> Activity: Below are the records; give again exactly the line with "pub struct GenerationPayload", the line with "at the boundary.", and each line that lies between them, and nothing besides.

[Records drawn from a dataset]
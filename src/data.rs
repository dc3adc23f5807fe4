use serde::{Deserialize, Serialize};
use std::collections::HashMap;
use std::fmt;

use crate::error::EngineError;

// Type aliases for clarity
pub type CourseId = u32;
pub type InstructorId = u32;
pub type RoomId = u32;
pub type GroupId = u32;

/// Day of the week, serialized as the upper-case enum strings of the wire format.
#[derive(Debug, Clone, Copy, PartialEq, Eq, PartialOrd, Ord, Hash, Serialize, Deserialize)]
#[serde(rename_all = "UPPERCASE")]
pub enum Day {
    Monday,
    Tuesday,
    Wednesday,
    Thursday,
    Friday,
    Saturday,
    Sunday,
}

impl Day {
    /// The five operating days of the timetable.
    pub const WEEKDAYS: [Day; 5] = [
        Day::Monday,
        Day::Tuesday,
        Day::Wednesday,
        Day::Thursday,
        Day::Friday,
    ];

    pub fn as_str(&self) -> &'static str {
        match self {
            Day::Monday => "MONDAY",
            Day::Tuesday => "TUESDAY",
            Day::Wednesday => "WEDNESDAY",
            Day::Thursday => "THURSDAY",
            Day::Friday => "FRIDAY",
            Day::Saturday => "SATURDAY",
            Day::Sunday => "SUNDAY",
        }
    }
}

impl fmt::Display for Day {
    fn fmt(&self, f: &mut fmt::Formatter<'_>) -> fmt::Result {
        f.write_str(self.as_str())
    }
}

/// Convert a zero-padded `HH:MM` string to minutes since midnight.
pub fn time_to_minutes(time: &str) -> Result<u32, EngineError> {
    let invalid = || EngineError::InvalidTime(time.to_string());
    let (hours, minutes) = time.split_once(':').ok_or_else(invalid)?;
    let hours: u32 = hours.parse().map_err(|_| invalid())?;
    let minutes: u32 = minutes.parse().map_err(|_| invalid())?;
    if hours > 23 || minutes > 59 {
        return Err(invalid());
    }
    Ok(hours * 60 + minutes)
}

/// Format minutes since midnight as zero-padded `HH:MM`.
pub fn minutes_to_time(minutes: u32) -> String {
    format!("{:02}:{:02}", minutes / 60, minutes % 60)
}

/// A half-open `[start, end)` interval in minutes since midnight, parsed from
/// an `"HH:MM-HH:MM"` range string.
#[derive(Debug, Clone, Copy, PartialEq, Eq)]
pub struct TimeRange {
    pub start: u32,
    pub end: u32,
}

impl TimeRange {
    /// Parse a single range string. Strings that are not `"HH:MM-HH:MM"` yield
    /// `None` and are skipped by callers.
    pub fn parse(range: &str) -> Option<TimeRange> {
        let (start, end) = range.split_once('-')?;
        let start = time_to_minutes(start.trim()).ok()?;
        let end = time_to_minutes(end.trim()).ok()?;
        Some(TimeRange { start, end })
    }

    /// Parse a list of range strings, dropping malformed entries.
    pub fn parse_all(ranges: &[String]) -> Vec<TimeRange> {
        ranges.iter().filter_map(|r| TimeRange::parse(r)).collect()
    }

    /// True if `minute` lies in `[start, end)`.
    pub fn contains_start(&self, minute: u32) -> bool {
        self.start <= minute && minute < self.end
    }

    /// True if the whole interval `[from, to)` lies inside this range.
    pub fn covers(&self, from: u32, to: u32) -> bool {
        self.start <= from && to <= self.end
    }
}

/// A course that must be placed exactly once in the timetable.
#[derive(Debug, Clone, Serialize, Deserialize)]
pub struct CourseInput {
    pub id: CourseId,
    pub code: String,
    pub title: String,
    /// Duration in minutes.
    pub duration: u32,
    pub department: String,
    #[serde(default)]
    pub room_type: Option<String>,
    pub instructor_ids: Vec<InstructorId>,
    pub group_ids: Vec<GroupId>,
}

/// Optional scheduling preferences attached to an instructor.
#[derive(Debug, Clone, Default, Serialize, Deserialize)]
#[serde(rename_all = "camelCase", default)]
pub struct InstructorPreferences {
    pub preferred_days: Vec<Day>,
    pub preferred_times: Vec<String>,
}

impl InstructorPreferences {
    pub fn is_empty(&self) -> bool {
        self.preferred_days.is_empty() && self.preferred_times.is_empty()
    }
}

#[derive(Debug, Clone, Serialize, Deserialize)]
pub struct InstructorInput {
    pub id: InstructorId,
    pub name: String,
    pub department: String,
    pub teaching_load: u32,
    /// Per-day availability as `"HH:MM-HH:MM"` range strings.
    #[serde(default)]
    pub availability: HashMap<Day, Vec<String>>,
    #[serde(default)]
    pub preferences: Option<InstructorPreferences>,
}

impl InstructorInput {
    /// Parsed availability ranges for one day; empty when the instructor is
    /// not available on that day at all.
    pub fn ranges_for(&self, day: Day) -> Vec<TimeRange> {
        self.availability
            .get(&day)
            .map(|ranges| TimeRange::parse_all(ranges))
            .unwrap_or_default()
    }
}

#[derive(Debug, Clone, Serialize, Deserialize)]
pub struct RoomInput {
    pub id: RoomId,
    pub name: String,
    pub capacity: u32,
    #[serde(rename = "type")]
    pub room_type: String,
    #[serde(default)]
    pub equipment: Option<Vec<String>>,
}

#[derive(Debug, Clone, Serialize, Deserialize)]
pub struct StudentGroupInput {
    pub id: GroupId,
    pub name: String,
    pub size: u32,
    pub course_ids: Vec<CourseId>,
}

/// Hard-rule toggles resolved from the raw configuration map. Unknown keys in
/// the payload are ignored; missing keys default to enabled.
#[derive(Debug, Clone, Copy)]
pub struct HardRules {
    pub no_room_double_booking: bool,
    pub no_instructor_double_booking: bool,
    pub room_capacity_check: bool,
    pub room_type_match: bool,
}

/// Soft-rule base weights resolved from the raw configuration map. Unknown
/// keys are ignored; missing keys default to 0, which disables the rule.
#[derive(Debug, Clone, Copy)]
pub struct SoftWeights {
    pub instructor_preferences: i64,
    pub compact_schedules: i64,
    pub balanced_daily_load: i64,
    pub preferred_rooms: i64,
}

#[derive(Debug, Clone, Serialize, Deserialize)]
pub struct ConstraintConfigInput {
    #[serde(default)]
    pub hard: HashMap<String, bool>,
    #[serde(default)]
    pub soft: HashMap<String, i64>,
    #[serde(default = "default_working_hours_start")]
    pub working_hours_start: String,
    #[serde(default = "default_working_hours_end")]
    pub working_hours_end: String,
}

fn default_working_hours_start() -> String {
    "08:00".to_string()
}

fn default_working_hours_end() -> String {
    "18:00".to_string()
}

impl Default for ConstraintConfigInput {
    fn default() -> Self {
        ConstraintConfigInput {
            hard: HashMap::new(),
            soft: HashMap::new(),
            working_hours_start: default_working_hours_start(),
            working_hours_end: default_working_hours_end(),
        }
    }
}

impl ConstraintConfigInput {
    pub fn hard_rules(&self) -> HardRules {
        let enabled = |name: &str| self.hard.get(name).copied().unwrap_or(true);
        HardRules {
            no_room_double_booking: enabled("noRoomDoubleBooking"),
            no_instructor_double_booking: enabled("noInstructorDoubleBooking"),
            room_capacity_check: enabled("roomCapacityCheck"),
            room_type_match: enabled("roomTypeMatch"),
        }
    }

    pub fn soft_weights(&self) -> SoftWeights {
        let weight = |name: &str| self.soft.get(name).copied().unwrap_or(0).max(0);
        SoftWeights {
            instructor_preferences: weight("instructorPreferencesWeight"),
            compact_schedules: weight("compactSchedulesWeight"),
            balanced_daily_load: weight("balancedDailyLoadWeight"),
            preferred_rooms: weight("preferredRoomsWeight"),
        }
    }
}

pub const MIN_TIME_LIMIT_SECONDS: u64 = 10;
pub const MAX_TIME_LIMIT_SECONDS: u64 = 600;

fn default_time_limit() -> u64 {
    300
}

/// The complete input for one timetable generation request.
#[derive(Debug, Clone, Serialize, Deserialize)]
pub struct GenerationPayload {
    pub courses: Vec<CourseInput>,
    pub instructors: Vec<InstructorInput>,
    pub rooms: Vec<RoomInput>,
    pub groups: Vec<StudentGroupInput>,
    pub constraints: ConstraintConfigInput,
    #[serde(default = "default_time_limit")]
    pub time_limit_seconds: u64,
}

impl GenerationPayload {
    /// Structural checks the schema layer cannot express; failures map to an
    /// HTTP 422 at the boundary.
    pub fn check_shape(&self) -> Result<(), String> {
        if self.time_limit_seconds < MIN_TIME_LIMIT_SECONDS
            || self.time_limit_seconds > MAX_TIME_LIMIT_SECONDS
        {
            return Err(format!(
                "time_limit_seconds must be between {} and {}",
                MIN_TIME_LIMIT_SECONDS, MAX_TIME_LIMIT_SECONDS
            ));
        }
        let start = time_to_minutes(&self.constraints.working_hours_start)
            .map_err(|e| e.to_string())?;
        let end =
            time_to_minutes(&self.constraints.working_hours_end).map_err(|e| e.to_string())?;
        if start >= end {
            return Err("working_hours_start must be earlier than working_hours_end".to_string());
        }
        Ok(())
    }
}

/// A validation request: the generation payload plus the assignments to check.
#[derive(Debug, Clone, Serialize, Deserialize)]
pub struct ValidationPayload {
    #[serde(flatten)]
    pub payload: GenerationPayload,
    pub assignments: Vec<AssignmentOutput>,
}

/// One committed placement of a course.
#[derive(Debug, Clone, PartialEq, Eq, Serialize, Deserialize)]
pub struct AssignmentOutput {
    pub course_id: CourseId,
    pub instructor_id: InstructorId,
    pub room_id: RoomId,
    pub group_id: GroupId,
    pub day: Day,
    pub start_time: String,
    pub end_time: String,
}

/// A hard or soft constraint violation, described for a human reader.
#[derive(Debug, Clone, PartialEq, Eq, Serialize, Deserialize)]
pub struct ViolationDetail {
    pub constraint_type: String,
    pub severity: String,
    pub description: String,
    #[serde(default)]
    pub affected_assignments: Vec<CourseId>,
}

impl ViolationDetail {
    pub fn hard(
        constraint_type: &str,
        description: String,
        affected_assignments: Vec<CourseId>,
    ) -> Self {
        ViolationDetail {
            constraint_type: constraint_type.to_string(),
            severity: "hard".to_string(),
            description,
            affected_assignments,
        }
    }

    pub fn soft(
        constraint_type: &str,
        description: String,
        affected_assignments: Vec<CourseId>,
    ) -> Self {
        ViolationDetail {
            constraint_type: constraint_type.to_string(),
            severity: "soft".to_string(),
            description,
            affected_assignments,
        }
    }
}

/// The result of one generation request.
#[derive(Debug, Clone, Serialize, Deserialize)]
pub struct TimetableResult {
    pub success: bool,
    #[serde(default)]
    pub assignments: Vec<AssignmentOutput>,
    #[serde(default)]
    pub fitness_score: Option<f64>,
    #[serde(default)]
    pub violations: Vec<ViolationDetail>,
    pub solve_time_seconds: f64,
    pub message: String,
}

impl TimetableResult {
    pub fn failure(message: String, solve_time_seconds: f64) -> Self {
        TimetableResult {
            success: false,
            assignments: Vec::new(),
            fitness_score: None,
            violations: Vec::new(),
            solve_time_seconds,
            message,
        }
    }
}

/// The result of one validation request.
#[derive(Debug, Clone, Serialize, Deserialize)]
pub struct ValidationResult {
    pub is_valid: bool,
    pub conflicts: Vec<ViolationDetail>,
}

> Expected answer:
pub struct GenerationPayload {
    pub courses: Vec<CourseInput>,
    pub instructors: Vec<InstructorInput>,
    pub rooms: Vec<RoomInput>,
    pub groups: Vec<StudentGroupInput>,
    pub constraints: ConstraintConfigInput,
    #[serde(default = "default_time_limit")]
    pub time_limit_seconds: u64,
}

impl GenerationPayload {
    /// Structural checks the schema layer cannot express; failures map to an
    /// HTTP 422 at the boundary.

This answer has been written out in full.